跨域（五）——postMessage

HTML5的postMessage机制是客户端最直接的中档传输方法，一般用在iframe中父页与子页之间的客户端跨域通信。

浏览器支持情况：Chrome 2.0+、Internet Explorer 8.0+, Firefox 3.0+, Opera 9.6+, 和 Safari 4.0+ 。 Facebook已经使用了这个功能，用postMessage支持基于web的实时消息传递。

用法：otherWindow.postMessage(message, targetOrigin)

otherWindow: 对接收信息页面的window的引用。可以是页面中iframe的contentWindow属性；window.open的返回值；通过name或下标从window.frames取到的值。

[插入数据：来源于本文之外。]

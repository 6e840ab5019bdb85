//! Slack notifications
//!
//! Fire-and-forget: a missing webhook disables notifications entirely and
//! a delivery failure never fails the command that triggered it.

use gridflow_config::Settings;
use tracing::{debug, warn};

pub async fn post(settings: &Settings, message: &str) {
    let Some(webhook) = &settings.slack_webhook else {
        debug!("Slack webhook not configured, skipping notification");
        return;
    };

    let payload = serde_json::json!({ "text": message });
    match reqwest::Client::new()
        .post(webhook)
        .json(&payload)
        .send()
        .await
    {
        Ok(response) if response.status().is_success() => {}
        Ok(response) => {
            warn!(status = %response.status(), "Slack notification rejected");
        }
        Err(e) => {
            warn!(error = %e, "Slack notification failed");
        }
    }
}
//! Consolidation primitives: text normalization, content hashing, and
//! cosine similarity for the near-duplicate merge.

use sha2::{Digest, Sha256};

/// Normalize for dedup: lowercase, strip punctuation, collapse whitespace.
pub fn normalize_text(text: &str) -> String {
    let mut out = String::with_capacity(text.len());
    let mut last_was_space = true;
    for c in text.chars() {
        if c.is_alphanumeric() {
            out.extend(c.to_lowercase());
            last_was_space = false;
        } else if c.is_whitespace() || c.is_ascii_punctuation() {
            if !last_was_space {
                out.push(' ');
                last_was_space = true;
            }
        }
    }
    out.trim_end().to_string()
}

/// SHA-256 hex digest of the normalized form.
pub fn norm_hash(text: &str) -> String {
    let mut hasher = Sha256::new();
    hasher.update(normalize_text(text).as_bytes());
    format!("{:x}", hasher.finalize())
}

/// Cosine similarity; zero for mismatched or empty vectors.
pub fn cosine(a: &[f32], b: &[f32]) -> f64 {
    if a.is_empty() || a.len() != b.len() {
        return 0.0;
    }
    let mut dot = 0.0f64;
    let mut norm_a = 0.0f64;
    let mut norm_b = 0.0f64;
    for (x, y) in a.iter().zip(b) {
        dot += f64::from(*x) * f64::from(*y);
        norm_a += f64::from(*x) * f64::from(*x);
        norm_b += f64::from(*y) * f64::from(*y);
    }
    if norm_a == 0.0 || norm_b == 0.0 {
        return 0.0;
    }
    dot / (norm_a.sqrt() * norm_b.sqrt())
}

message: 所要发送的数据，string类型。

targetOrigin: 用于限制otherWindow，“*”表示不作限制

下面是一个基于postMessage的简单聊天实例：

http://www.evil.com:8081/langtao/evil.html页面代码：

<iframe id="ifr" src="http://www.foo.com:8081/langtao/foo.html" width="500" height="300"></iframe>
<div id="msgbox">
</div>
<input type="text" id="msg" />
<input type="button" value="发送" id="btn"/>
<script type="text/javascript">
window.onload = function() {
    document.getElementById('btn').onclick=function(){
        var ifr = document.getElementById('ifr');
        var targetOrigin = 'http://www.foo.com:8081/langtao/';  // 若写成http://www.foo.com:8081/langtao/foo.html'效果一样
        var msg=document.getElementById('msg').value;
        ifr.contentWindow.postMessage(msg,targetOrigin);
        
        var c=document.createElement('div');
        c.innerHTML="你说："+msg;
        msgbox.appendChild(c);
    }
};
window.addEventListener('message', function(e){
    // 通过origin属性判断消息来源地址
    if (e.origin == 'http://www.foo.com:8081') {//不可以设置为'http://www.foo.com:8081/'
        var c=document.createElement('div');
        c.innerHTML="来自"+e.origin+"的消息："+e.data;
        msgbox.appendChild(c);
    }
}, false);
</script>

http://www.foo.com:8081/langtao/foo.html页面代码：

<div id="msgbox">
</div>
<input type="text" id="msg" />
<input type="button" value="发送" id="btn"/>
<script type="text/javascript">
    var msgbox=document.getElementById('msgbox');
    window.addEventListener('message', function(e){
        if (e.origin == 'http://www.evil.com:8081') {
            var c=document.createElement('div');
            c.innerHTML="来自"+e.origin+"的消息："+e.data;
            msgbox.appendChild(c);
        }
    }, false);
    document.getElementById('btn').onclick=function(){
        var targetOrigin = 'http://www.evil.com:8081/langtao/';
        var msg=document.getElementById('msg').value;
        window.top.postMessage(msg, targetOrigin);
        
        var c=document.createElement('div');
        c.innerHTML="你说："+msg;
        msgbox.appendChild(c);
    }
</script>

效果图：

从代码中可以看到，postMessage机制，这种跨域需要双方默契配合，且可以在客户端通过orgin进行判断请求的来源是否合法。